▶ _TASK DIRECTIONS_:
Locate and copy each line in the data that contains the word "derive".

[Records excerpted from a collection]
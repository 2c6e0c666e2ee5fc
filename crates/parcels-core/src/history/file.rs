// # File History Store
//
// JSON file implementation of HistoryStore with crash recovery.
//
// ## Purpose
//
// Keeps raw response history across restarts for single-host deployments
// that don't want a database. Every write rewrites the whole file, so this
// is meant for personal-scale history (hundreds of parcels, not millions).
//
// ## Crash Recovery
//
// - Atomic writes: the new file is written next to the old one, then renamed
// - Backup: the previous good file is copied to `.backup` before each rename
// - Recovery: an unparseable main file is replaced by the backup on load
//
// ## File Format
//
// ```json
// {
//   "version": "1.0",
//   "next_id": 3,
//   "records": [
//     {
//       "id": 1,
//       "tracking_number": "RS0814398526Y",
//       "source_name": "cainiao",
//       "first_fetched_at": "2024-01-09T12:00:00Z",
//       "last_fetched_at": "2024-01-10T12:00:00Z",
//       "body": [123, 125],
//       "status": "success"
//     }
//   ]
// }
// ```

use async_trait::async_trait;
use std::path::{Path, PathBuf};
use std::sync::Arc;
use tokio::fs;
use tokio::io::AsyncWriteExt;
use tokio::sync::RwLock;

use super::latest_per_source;
use crate::Error;
use crate::model::{RawResponse, SourceName};
use crate::traits::HistoryStore;

/// History file format version
const HISTORY_FILE_VERSION: &str = "1.0";

/// File-based history store with crash recovery
///
/// All rows are held in memory and the file is rewritten after every
/// insert or update. A failed write leaves the in-memory rows changed, so
/// the next successful write persists them.
///
/// # Example
///
/// ```rust,no_run
/// use parcels_core::history::FileHistoryStore;
/// use parcels_core::model::SourceName;
/// use parcels_core::traits::HistoryStore;
///
/// #[tokio::main]
/// async fn main() -> Result<(), Box<dyn std::error::Error>> {
///     let store = FileHistoryStore::new("/var/lib/parcels/history.json").await?;
///     let latest = store
///         .get_latest("RS0814398526Y", &[SourceName::from("cainiao")])
///         .await?;
///     println!("{} cached responses", latest.len());
///     Ok(())
/// }
/// ```
#[derive(Debug)]
pub struct FileHistoryStore {
    path: PathBuf,
    state: Arc<RwLock<HistoryFile>>,
}

/// Serializable history file format
#[derive(Debug, Clone, Default, serde::Serialize, serde::Deserialize)]
struct HistoryFile {
    version: String,
    next_id: i64,
    records: Vec<RawResponse>,
}

impl FileHistoryStore {
    /// Create or load a file history store
    ///
    /// Creates missing parent directories. A corrupted file is recovered
    /// from its backup; if that fails too, history starts empty.
    pub async fn new<P: AsRef<Path>>(path: P) -> Result<Self, Error> {
        let path = path.as_ref().to_path_buf();

        if let Some(parent) = path.parent() {
            if !parent.as_os_str().is_empty() && !parent.exists() {
                fs::create_dir_all(parent).await.map_err(|e| {
                    Error::config(format!(
                        "Failed to create history directory {}: {}",
                        parent.display(),
                        e
                    ))
                })?;
            }
        }

        let state = Self::load_with_recovery(&path).await?;

        Ok(Self {
            path,
            state: Arc::new(RwLock::new(state)),
        })
    }

    /// Load the history file, falling back to the backup on corruption
    async fn load_with_recovery(path: &Path) -> Result<HistoryFile, Error> {
        match Self::load(path).await {
            Ok(state) => {
                tracing::debug!("Loaded history from file: {} records", state.records.len());
                Ok(state)
            }
            Err(Error::Json(e)) => {
                tracing::warn!(
                    "History file {} appears corrupted: {}. Attempting recovery from backup.",
                    path.display(),
                    e
                );

                let backup_path = Self::backup_path(path);
                if !backup_path.exists() {
                    tracing::warn!("No backup file found. Starting with empty history.");
                    return Ok(Self::empty());
                }

                match Self::load(&backup_path).await {
                    Ok(state) => {
                        tracing::info!(
                            "Recovered history from backup: {} records",
                            state.records.len()
                        );
                        if let Err(restore_err) = fs::copy(&backup_path, path).await {
                            tracing::error!(
                                "Failed to restore history file from backup: {}",
                                restore_err
                            );
                        }
                        Ok(state)
                    }
                    Err(backup_err) => {
                        tracing::error!(
                            "Backup also corrupted: {}. Starting with empty history.",
                            backup_err
                        );
                        Ok(Self::empty())
                    }
                }
            }
            Err(e) => Err(e),
        }
    }

    async fn load(path: &Path) -> Result<HistoryFile, Error> {
        if !path.exists() {
            tracing::debug!("History file does not exist: {}", path.display());
            return Ok(Self::empty());
        }

        let content = fs::read_to_string(path).await.map_err(|e| {
            Error::history_store(format!(
                "Failed to read history file {}: {}",
                path.display(),
                e
            ))
        })?;

        let mut state: HistoryFile = serde_json::from_str(&content)?;

        if state.version != HISTORY_FILE_VERSION {
            tracing::warn!(
                "History file version mismatch: expected {}, got {}. Attempting to load anyway.",
                HISTORY_FILE_VERSION,
                state.version
            );
        }

        // Never hand out an id that is already taken
        let max_id = state.records.iter().filter_map(|r| r.id).max().unwrap_or(0);
        state.next_id = state.next_id.max(max_id);

        Ok(state)
    }

    fn empty() -> HistoryFile {
        HistoryFile {
            version: HISTORY_FILE_VERSION.to_string(),
            ..HistoryFile::default()
        }
    }

    /// Write the given state to disk atomically
    async fn persist(&self, state: &HistoryFile) -> Result<(), Error> {
        let json = serde_json::to_string_pretty(state)
            .map_err(|e| Error::history_store(format!("Failed to serialize history: {}", e)))?;

        let temp_path = self.temp_path();
        {
            let mut file = fs::File::create(&temp_path).await.map_err(|e| {
                Error::history_store(format!(
                    "Failed to create temp file {}: {}",
                    temp_path.display(),
                    e
                ))
            })?;

            file.write_all(json.as_bytes()).await.map_err(|e| {
                Error::history_store(format!(
                    "Failed to write to temp file {}: {}",
                    temp_path.display(),
                    e
                ))
            })?;

            file.flush().await.map_err(|e| {
                Error::history_store(format!(
                    "Failed to flush temp file {}: {}",
                    temp_path.display(),
                    e
                ))
            })?;
        }

        if self.path.exists() {
            let backup_path = Self::backup_path(&self.path);
            if let Err(e) = fs::copy(&self.path, &backup_path).await {
                tracing::warn!("Failed to create history backup: {}", e);
            }
        }

        fs::rename(&temp_path, &self.path).await.map_err(|e| {
            Error::history_store(format!(
                "Failed to rename {} to {}: {}",
                temp_path.display(),
                self.path.display(),
                e
            ))
        })?;

        tracing::trace!("History written to file: {}", self.path.display());
        Ok(())
    }

    fn temp_path(&self) -> PathBuf {
        let mut temp = self.path.clone();
        temp.set_extension("tmp");
        temp
    }

    fn backup_path(path: &Path) -> PathBuf {
        let mut backup = path.to_path_buf();
        backup.set_extension("backup");
        backup
    }

    /// Number of stored rows
    pub async fn len(&self) -> usize {
        self.state.read().await.records.len()
    }

    pub async fn is_empty(&self) -> bool {
        self.state.read().await.records.is_empty()
    }
}

#[async_trait]
impl HistoryStore for FileHistoryStore {
    async fn get_latest(
        &self,
        tracking_number: &str,
        source_names: &[SourceName],
    ) -> Result<Vec<RawResponse>, Error> {
        let guard = self.state.read().await;
        Ok(latest_per_source(guard.records.iter(), tracking_number, source_names))
    }

    async fn insert(
        &self,
        tracking_number: &str,
        source_name: &SourceName,
        response: &RawResponse,
    ) -> Result<(), Error> {
        // Held across the write so concurrent writers serialize on the file
        let mut guard = self.state.write().await;
        guard.next_id += 1;

        let mut row = response.clone();
        row.id = Some(guard.next_id);
        row.tracking_number = tracking_number.to_string();
        row.source_name = source_name.clone();
        guard.records.push(row);

        self.persist(&guard).await
    }

    async fn update(&self, response: &RawResponse) -> Result<(), Error> {
        let id = response
            .id
            .ok_or_else(|| Error::history_store("Cannot update a response without an id"))?;

        let mut guard = self.state.write().await;
        let row = guard
            .records
            .iter_mut()
            .find(|row| row.id == Some(id))
            .ok_or_else(|| Error::not_found(format!("History row {}", id)))?;
        *row = response.clone();

        self.persist(&guard).await
    }
}

#[cfg(test)]
mod tests {
    use super::*;
    use crate::model::ResponseStatus;
    use tempfile::TempDir;

    fn response(body: &str) -> RawResponse {
        RawResponse::new(
            "RS0814398526Y",
            SourceName::from("cainiao"),
            ResponseStatus::Success,
            body,
        )
    }

    #[tokio::test]
    async fn test_file_store_persists_across_reopen() {
        let temp_dir = TempDir::new().unwrap();
        let path = temp_dir.path().join("history.json");
        let source = SourceName::from("cainiao");

        {
            let store = FileHistoryStore::new(&path).await.unwrap();
            store
                .insert("RS0814398526Y", &source, &response("first"))
                .await
                .unwrap();
        }

        let store = FileHistoryStore::new(&path).await.unwrap();
        assert_eq!(store.len().await, 1);

        let latest = store
            .get_latest("RS0814398526Y", &[source.clone()])
            .await
            .unwrap();
        assert_eq!(latest[0].id, Some(1));
        assert_eq!(latest[0].body, b"first".to_vec());

        // Ids keep counting after a reload
        store
            .insert("RS0814398526Y", &source, &response("second"))
            .await
            .unwrap();
        let rows = store.state.read().await.records.clone();
        assert_eq!(rows[1].id, Some(2));
    }

    #[tokio::test]
    async fn test_file_store_update_rewrites_file() {
        let temp_dir = TempDir::new().unwrap();
        let path = temp_dir.path().join("history.json");
        let source = SourceName::from("cainiao");

        let store = FileHistoryStore::new(&path).await.unwrap();
        store
            .insert("RS0814398526Y", &source, &response("body"))
            .await
            .unwrap();

        let mut latest = store
            .get_latest("RS0814398526Y", &[source.clone()])
            .await
            .unwrap()
            .remove(0);
        latest.last_fetched_at += chrono::TimeDelta::hours(1);
        store.update(&latest).await.unwrap();
        drop(store);

        let reopened = FileHistoryStore::new(&path).await.unwrap();
        let stored = reopened
            .get_latest("RS0814398526Y", &[source])
            .await
            .unwrap()
            .remove(0);
        assert_eq!(stored.last_fetched_at, latest.last_fetched_at);
        assert_eq!(reopened.len().await, 1);
    }

    #[tokio::test]
    async fn test_file_store_recovers_from_backup() {
        let temp_dir = TempDir::new().unwrap();
        let path = temp_dir.path().join("history.json");
        let source = SourceName::from("cainiao");

        {
            let store = FileHistoryStore::new(&path).await.unwrap();
            store
                .insert("RS0814398526Y", &source, &response("one"))
                .await
                .unwrap();
            // Second write copies the first file to .backup
            store
                .insert("RS0814398526Y", &source, &response("two"))
                .await
                .unwrap();
        }

        fs::write(&path, "{ not json").await.unwrap();

        let store = FileHistoryStore::new(&path).await.unwrap();
        assert_eq!(store.len().await, 1);

        let restored = fs::read_to_string(&path).await.unwrap();
        assert!(serde_json::from_str::<serde_json::Value>(&restored).is_ok());
    }

    #[tokio::test]
    async fn test_file_store_corrupted_without_backup_starts_empty() {
        let temp_dir = TempDir::new().unwrap();
        let path = temp_dir.path().join("nested").join("history.json");
        fs::create_dir_all(path.parent().unwrap()).await.unwrap();
        fs::write(&path, "garbage").await.unwrap();

        let store = FileHistoryStore::new(&path).await.unwrap();
        assert!(store.is_empty().await);
    }
}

▶ _ANSWER BOX_:
#[derive(Debug)]
#[derive(Debug, Clone, Default, serde::Serialize, serde::Deserialize)]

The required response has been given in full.